Echocardiography or Ultrasound

Echocardiography or ultrasound: Patients can develop a pericardial effusion secondary to TB.

Other Diagnostic Studies

Because of difficulties with the Tuberculin skin test, many laboratory methods of diagnosis are emerging [6] [7].

Treatment

Medical Therapy

If there is a high probability of infection, presumptively treat the patient even if the stain is negative, while waiting for the culture results. The patient should be brought back in few weeks. Patients usually feel better a few weeks post-treatment. In the U.S., all TB is tested for drug resistance. Isoniazid (INH) resistant TB can be treated in same way as non-MDR TB.

Surgery

Surgery may be necessary, especially to drain spinal abscesses or to stabilize the spine in case of Pott's disease.

Primary Prevention

Many countries use BCG vaccine as part of their TB control programs, especially for infants. This was the first vaccine for TB and developed at the Pasteur Institute in France between 1905 and 1921.[8] However, mass vaccination with BCG did not start until after World War II.[9] The protective efficacy of BCG for preventing serious forms of TB (e.g. meningitis) in children is greater than 80%; its protective efficacy for preventing pulmonary TB in adolescents and adults is variable, ranging from 0 to 80%.[10]

Secondary Prevention

All health-care settings need an infection-control program designed to ensure prompt 1) detection, 2) airborne precautions and 3) treatment of persons who have suspected or confirmed tuberculosis (TB) disease (or prompt referral of persons who have suspected TB disease for settings where persons with TB disease are not expected to be encountered).

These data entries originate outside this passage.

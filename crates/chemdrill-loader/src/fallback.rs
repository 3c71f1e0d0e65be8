//! Bundled static datasets, used when every remote attempt is exhausted.
//!
//! The bundled data goes through the same entity parser as a live
//! response, so fallback pools carry the same guarantees as fetched ones.

use std::collections::HashMap;

use chemdrill_core::model::{PoolType, QuestionRecord};
use chemdrill_core::parser;

/// Static datasets keyed by `(category, pool_type)`.
pub struct FallbackCatalog {
    datasets: HashMap<(String, PoolType), String>,
}

impl FallbackCatalog {
    /// A catalog with no datasets; every lookup misses.
    pub fn empty() -> Self {
        Self {
            datasets: HashMap::new(),
        }
    }

    /// The datasets shipped with the crate, under the "general" category.
    pub fn bundled() -> Self {
        let mut catalog = Self::empty();
        catalog.register(
            "general",
            PoolType::Compounds,
            include_str!("../data/compounds_general.json"),
        );
        catalog.register(
            "general",
            PoolType::Reactions,
            include_str!("../data/reactions_general.json"),
        );
        catalog.register(
            "general",
            PoolType::Classification,
            include_str!("../data/classification_general.json"),
        );
        catalog
    }

    /// Register a dataset: a JSON array of entities in the wire shape for
    /// its pool type.
    pub fn register(&mut self, category: &str, pool_type: PoolType, json: &str) {
        self.datasets
            .insert((category.to_string(), pool_type), json.to_string());
    }

    /// Parse and return the dataset for a selection, if one exists. A
    /// dataset that fails to parse is reported and treated as absent.
    pub fn lookup(&self, category: &str, pool_type: PoolType) -> Option<Vec<QuestionRecord>> {
        let json = self.datasets.get(&(category.to_string(), pool_type))?;

        let entries: Vec<serde_json::Value> = match serde_json::from_str(json) {
            Ok(entries) => entries,
            Err(e) => {
                tracing::error!(category, %pool_type, error = %e, "fallback dataset is not a JSON array");
                return None;
            }
        };

        match parser::parse_entities(pool_type, &entries) {
            Ok(records) => Some(records),
            Err(e) => {
                tracing::error!(category, %pool_type, error = %e, "fallback dataset failed to parse");
                None
            }
        }
    }
}

impl Default for FallbackCatalog {
    fn default() -> Self {
        Self::bundled()
    }
}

In order to be effective, the primary emphasis of the TB infection-control program should be on achieving these three goals.

In all health-care settings, particularly those in which persons who are at high risk for exposure to Mycobacterium tuberculosis work or receive care, policies and procedures for TB control should be developed, reviewed periodically, and evaluated for effectiveness to determine the actions necessary to minimize the risk for transmission of M. tuberculosis.

References

  1. Raviglione MC, O'Brien RJ (2004). "Tuberculosis". In Kasper DL, Braunwald E, Fauci AS, Hauser SL, Longo DL, Jameson JL, Isselbacher KJ, eds. Harrison's Principles of Internal Medicine (16th ed. ed.). McGraw-Hill Professional. pp. 953–66. doi:10.1036/0071402357. ISBN 0071402357.
  2. World Health Organization (WHO). Tuberculosis Fact sheet N°104 - Global and regional incidence. March 2006, Retrieved on 6 October 2006.
  3. Rothschild B, Martin L, Lev G, Bercovier H, Bar-Gal G, Greenblatt C, Donoghue H, Spigelman M, Brittain D (2001). "Mycobacterium tuberculosis complex DNA from an extinct bison dated 17,000 years before the present". Clin Infect Dis. 33 (3): 305–11. PMID 11438894.
  4. Pearce-Duvet J (2006). "The origin of human pathogens: evaluating the role of agriculture and domestic animals in the evolution of human disease". Biol Rev Camb Philos Soc. 81 (3): 369–82. PMID 16672105.
  5. Onyebujoh, Phillip and Rook, Graham A. W. World Health Organization Disease Watch: Focus: Tuberculosis. December 2004. Accessed 07 October 2006.
  6. Drobniewski F, Caws M, Gibson A, Young D (2003). "Modern laboratory diagnosis of tuberculosis". Lancet Infect Dis. 3 (3): 141–7. PMID 12614730.
  7. Dinnes J, Deeks J, Kunst H, Gibson A, Cummins E, Waugh N, Drobniewski F, Lalvani A (2007). "A systematic review of rapid diagnostic tests for the detection of tuberculosis infection". Health Technol Assess. 11 (3): 1–314. PMID 17266837.
  8. Bonah C (2005). "The 'experimental stable' of the BCG vaccine: safety, efficacy, proof, and standards, 1921–1933". Stud Hist Philos Biol Biomed Sci. 36 (4): 696–721. PMID 16337557.
  9. Comstock G (1994). "The International Tuberculosis Campaign: a pioneering venture in mass vaccination and research". Clin Infect Dis. 19 (3): 528–40. PMID 7811874.
  10. Bannon M (1999). "BCG and tuberculosis". Arch Dis Child. 80 (1): 80–3. PMID 10325767.